### STUDY MATERIAL
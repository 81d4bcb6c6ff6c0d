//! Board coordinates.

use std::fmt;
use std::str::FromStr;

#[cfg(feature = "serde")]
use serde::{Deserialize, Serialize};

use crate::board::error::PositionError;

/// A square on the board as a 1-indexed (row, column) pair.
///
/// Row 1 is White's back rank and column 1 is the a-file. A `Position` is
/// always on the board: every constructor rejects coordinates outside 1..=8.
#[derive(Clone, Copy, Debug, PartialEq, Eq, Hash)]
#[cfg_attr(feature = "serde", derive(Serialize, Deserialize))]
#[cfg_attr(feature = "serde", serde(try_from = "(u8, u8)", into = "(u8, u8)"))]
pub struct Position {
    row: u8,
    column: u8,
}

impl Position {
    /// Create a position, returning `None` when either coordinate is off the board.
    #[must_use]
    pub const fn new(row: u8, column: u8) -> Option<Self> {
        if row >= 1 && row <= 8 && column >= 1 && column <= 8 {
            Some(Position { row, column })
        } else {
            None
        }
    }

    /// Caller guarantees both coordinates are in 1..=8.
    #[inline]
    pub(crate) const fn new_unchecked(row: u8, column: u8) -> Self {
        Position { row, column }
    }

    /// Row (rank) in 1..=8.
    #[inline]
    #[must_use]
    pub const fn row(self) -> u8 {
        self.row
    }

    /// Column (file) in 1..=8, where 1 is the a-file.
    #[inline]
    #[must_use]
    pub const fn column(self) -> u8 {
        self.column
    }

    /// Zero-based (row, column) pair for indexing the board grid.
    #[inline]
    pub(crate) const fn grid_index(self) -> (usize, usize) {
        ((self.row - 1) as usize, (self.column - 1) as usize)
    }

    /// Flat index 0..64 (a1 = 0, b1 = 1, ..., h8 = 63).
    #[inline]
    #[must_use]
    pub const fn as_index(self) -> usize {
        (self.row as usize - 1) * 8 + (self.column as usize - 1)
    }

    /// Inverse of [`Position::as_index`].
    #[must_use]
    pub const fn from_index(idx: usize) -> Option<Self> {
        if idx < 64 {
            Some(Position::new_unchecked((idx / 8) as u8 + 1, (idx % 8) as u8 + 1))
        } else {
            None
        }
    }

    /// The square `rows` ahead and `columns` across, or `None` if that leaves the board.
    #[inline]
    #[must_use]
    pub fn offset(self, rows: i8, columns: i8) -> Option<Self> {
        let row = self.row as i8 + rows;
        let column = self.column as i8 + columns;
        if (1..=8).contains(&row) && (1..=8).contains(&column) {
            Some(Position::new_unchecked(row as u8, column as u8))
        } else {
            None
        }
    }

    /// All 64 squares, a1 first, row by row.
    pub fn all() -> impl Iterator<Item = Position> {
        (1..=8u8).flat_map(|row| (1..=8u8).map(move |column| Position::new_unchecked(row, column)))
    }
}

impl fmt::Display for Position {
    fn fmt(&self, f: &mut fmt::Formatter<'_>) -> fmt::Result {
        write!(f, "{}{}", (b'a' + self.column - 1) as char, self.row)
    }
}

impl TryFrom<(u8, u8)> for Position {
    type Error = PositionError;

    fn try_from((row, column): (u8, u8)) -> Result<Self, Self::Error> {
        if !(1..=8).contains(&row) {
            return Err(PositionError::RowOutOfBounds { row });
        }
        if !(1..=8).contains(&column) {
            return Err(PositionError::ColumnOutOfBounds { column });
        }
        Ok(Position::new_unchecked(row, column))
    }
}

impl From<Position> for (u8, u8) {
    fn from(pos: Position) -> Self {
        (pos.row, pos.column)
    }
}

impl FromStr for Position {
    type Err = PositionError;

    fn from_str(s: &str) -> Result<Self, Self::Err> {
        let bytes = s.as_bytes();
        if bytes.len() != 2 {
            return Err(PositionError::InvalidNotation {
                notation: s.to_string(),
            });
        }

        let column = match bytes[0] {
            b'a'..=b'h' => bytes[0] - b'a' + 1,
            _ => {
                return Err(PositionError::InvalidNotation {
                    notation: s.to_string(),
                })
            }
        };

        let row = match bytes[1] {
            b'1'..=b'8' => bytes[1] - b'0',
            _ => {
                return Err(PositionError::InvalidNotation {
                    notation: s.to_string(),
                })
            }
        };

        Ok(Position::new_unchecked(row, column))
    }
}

--

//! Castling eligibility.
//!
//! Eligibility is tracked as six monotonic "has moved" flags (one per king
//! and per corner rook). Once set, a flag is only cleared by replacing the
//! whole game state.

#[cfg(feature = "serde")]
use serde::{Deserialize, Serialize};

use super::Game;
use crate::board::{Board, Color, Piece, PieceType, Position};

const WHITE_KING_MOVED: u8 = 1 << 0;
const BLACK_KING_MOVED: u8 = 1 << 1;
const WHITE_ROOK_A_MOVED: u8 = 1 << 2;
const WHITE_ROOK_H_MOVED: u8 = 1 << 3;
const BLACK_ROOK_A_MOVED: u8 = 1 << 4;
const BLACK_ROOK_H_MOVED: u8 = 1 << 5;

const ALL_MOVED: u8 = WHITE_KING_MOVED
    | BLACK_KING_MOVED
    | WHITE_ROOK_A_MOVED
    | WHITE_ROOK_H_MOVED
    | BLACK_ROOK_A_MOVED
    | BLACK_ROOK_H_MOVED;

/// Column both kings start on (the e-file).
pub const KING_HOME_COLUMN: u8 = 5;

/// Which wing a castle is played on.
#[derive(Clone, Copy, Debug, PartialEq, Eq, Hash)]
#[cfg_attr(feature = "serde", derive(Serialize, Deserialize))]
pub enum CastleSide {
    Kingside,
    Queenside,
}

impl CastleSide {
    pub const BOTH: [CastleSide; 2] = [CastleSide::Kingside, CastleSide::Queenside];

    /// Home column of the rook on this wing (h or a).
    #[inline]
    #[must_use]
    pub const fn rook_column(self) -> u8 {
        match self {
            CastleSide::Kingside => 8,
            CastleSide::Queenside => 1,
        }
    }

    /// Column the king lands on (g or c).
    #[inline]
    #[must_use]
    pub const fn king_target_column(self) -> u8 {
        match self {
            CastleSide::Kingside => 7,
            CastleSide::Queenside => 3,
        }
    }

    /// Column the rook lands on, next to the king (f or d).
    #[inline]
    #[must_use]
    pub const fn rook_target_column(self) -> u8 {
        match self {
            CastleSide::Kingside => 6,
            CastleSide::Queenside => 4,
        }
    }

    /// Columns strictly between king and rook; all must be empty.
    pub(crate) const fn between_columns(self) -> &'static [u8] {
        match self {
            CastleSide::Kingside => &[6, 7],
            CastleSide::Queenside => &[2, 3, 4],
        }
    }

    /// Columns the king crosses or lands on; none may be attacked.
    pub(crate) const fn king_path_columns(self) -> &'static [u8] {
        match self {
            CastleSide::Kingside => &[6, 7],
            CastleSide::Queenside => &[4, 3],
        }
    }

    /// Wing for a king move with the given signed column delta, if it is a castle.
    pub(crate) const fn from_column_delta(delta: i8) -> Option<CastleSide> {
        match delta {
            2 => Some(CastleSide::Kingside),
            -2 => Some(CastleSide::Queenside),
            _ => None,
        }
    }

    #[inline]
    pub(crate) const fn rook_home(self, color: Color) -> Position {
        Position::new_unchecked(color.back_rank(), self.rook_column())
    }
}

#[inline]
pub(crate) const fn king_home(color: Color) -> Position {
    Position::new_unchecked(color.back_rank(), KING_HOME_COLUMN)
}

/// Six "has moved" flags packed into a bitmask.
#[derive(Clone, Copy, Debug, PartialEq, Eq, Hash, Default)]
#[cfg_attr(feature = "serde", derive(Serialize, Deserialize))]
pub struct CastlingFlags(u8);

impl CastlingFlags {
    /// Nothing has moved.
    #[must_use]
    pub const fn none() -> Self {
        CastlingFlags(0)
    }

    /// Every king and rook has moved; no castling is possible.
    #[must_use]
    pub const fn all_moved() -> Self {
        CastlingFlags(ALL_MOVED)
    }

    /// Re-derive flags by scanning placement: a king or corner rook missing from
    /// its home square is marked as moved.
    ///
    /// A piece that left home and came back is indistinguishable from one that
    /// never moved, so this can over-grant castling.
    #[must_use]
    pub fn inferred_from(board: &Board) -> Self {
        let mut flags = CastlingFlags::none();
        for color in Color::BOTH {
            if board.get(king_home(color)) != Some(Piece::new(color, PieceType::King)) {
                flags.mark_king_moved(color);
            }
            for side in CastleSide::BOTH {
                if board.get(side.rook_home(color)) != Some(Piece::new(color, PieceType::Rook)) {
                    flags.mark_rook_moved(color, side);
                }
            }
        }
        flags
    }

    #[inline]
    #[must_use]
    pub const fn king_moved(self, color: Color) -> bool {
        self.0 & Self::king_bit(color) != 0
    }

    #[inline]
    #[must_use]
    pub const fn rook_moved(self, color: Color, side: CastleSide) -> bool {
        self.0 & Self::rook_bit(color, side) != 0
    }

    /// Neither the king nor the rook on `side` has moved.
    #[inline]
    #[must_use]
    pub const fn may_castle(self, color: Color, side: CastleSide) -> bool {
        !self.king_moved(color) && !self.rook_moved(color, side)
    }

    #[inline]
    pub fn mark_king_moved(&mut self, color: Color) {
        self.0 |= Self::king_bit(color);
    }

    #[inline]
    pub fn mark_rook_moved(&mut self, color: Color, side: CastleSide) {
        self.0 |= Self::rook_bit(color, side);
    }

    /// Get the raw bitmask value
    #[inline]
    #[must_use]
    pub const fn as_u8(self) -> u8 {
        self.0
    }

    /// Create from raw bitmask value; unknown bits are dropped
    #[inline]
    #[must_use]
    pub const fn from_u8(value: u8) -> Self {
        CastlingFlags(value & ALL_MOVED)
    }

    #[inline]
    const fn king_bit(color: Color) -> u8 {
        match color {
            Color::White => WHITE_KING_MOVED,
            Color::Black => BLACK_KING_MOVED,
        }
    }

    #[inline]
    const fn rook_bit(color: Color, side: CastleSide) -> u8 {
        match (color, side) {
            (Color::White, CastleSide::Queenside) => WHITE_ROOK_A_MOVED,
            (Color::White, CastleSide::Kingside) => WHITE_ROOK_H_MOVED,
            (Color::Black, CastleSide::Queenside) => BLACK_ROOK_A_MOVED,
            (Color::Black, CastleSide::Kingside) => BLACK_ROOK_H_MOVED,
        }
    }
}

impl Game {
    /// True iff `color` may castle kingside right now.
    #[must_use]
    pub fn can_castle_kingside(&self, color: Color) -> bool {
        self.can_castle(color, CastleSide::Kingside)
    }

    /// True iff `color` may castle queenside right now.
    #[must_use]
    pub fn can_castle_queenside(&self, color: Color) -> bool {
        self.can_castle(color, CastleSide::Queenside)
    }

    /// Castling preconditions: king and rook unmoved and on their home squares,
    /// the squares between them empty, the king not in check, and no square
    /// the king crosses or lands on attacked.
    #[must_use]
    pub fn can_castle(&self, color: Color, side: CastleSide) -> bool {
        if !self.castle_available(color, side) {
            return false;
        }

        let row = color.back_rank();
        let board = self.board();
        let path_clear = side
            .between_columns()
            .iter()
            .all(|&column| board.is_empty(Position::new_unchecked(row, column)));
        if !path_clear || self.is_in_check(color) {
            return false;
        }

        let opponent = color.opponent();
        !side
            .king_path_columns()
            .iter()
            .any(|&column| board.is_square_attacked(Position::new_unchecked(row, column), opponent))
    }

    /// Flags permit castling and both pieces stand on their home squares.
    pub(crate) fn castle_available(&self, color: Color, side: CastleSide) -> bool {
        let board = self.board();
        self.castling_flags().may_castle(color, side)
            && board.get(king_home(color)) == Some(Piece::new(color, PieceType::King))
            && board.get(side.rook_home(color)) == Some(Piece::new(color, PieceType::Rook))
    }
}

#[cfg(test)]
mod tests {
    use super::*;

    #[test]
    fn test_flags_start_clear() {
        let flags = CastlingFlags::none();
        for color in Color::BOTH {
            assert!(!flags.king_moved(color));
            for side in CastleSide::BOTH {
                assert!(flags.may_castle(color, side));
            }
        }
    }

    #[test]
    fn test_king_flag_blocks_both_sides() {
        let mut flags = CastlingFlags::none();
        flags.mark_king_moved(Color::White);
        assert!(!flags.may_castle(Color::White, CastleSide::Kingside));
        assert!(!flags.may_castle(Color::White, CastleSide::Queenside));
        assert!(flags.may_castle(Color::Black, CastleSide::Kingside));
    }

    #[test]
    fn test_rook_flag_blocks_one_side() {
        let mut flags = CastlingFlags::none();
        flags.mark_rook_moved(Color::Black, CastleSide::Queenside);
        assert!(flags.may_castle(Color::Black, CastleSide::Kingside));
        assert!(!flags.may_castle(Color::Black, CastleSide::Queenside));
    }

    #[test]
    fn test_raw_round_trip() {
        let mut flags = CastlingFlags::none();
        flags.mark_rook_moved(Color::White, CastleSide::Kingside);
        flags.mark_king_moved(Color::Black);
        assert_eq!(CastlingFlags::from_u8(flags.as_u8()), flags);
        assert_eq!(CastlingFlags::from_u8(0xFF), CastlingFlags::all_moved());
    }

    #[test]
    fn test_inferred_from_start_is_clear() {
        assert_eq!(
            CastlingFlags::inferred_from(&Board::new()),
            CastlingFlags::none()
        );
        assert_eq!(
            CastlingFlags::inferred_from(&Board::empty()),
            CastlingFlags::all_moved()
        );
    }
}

### WHAT THE EXERCISE ASKS
Of the lines above, output exactly those from the line bearing "repository 81d4bcb6c6ff6c0d" through the line bearing "1 is White's", inclusive.

### RESULT OF THE TASK
repository 81d4bcb6c6ff6c0d
//! Board coordinates.

use std::fmt;
use std::str::FromStr;

#[cfg(feature = "serde")]
use serde::{Deserialize, Serialize};

use crate::board::error::PositionError;

/// A square on the board as a 1-indexed (row, column) pair.
///
/// Row 1 is White's back rank and column 1 is the a-file. A `Position` is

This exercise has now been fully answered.